## [Activity]
Below are some records; output exactly the lines from the line with "use sqlx::postgres::PgPoolOptions;" to the line with "use crate::error::AppError;", both ends kept, and nothing more.

[Records excerpted from a collection]
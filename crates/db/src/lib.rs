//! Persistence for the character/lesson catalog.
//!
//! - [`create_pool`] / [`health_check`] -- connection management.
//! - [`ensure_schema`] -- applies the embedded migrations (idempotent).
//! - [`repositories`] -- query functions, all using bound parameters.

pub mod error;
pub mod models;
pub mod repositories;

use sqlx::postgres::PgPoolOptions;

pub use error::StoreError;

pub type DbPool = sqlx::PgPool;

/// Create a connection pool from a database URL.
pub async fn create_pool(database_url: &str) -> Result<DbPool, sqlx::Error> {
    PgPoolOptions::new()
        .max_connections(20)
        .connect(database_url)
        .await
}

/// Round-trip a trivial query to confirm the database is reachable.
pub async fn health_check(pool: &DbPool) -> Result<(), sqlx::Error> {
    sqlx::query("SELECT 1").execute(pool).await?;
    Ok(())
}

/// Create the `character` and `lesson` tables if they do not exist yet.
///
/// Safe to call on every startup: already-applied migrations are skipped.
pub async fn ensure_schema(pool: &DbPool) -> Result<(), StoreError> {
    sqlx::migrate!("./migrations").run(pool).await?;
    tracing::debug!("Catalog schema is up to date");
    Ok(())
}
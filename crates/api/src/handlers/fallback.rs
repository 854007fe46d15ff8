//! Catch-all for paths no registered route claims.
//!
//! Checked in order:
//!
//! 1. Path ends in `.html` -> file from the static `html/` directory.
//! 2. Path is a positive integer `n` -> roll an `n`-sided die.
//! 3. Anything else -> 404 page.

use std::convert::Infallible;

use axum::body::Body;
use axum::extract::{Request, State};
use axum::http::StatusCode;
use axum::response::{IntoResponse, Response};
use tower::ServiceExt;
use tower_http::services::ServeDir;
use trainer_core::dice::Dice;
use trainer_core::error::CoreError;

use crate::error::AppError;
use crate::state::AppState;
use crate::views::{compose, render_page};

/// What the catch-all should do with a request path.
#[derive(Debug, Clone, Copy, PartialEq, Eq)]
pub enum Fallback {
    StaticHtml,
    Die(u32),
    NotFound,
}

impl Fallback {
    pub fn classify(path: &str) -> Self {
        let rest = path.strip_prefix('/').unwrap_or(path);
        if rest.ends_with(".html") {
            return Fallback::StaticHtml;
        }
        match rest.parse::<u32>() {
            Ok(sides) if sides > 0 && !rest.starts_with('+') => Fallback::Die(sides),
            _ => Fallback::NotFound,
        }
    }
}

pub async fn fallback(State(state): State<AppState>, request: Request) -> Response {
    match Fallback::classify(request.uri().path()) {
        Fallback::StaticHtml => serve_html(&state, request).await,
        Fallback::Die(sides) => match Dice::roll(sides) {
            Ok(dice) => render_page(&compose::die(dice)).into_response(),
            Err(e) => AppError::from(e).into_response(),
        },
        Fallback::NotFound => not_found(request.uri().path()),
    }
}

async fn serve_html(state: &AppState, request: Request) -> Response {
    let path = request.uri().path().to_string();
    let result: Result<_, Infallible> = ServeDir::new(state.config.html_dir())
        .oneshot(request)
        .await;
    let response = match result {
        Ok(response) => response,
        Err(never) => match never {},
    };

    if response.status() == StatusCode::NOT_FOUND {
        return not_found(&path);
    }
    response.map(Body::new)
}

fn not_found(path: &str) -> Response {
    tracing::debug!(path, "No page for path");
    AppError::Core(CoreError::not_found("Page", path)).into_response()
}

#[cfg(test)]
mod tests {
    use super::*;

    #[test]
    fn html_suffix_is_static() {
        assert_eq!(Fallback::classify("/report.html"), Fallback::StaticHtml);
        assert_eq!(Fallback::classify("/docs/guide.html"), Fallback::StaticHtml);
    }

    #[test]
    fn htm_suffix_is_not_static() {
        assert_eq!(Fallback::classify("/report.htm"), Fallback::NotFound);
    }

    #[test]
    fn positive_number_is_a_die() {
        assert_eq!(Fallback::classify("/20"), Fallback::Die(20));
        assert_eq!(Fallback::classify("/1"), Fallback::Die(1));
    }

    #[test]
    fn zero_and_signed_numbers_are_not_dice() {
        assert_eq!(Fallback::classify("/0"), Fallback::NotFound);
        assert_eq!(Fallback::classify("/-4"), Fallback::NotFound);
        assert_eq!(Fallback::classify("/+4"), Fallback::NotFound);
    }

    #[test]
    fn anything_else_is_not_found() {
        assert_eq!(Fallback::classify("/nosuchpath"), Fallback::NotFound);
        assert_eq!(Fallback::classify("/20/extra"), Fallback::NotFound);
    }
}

## [Solution]
use sqlx::postgres::PgPoolOptions;

pub use error::StoreError;

pub type DbPool = sqlx::PgPool;

/// Create a connection pool from a database URL.
pub async fn create_pool(database_url: &str) -> Result<DbPool, sqlx::Error> {
    PgPoolOptions::new()
        .max_connections(20)
        .connect(database_url)
        .await
}

/// Round-trip a trivial query to confirm the database is reachable.
pub async fn health_check(pool: &DbPool) -> Result<(), sqlx::Error> {
    sqlx::query("SELECT 1").execute(pool).await?;
    Ok(())
}

/// Create the `character` and `lesson` tables if they do not exist yet.
///
/// Safe to call on every startup: already-applied migrations are skipped.
pub async fn ensure_schema(pool: &DbPool) -> Result<(), StoreError> {
    sqlx::migrate!("./migrations").run(pool).await?;
    tracing::debug!("Catalog schema is up to date");
    Ok(())
}
filename crates/api/src/handlers/fallback.rs
repository 854007fe46d15ff8
//! Catch-all for paths no registered route claims.
//!
//! Checked in order:
//!
//! 1. Path ends in `.html` -> file from the static `html/` directory.
//! 2. Path is a positive integer `n` -> roll an `n`-sided die.
//! 3. Anything else -> 404 page.

use std::convert::Infallible;

use axum::body::Body;
use axum::extract::{Request, State};
use axum::http::StatusCode;
use axum::response::{IntoResponse, Response};
use tower::ServiceExt;
use tower_http::services::ServeDir;
use trainer_core::dice::Dice;
use trainer_core::error::CoreError;

use crate::error::AppError;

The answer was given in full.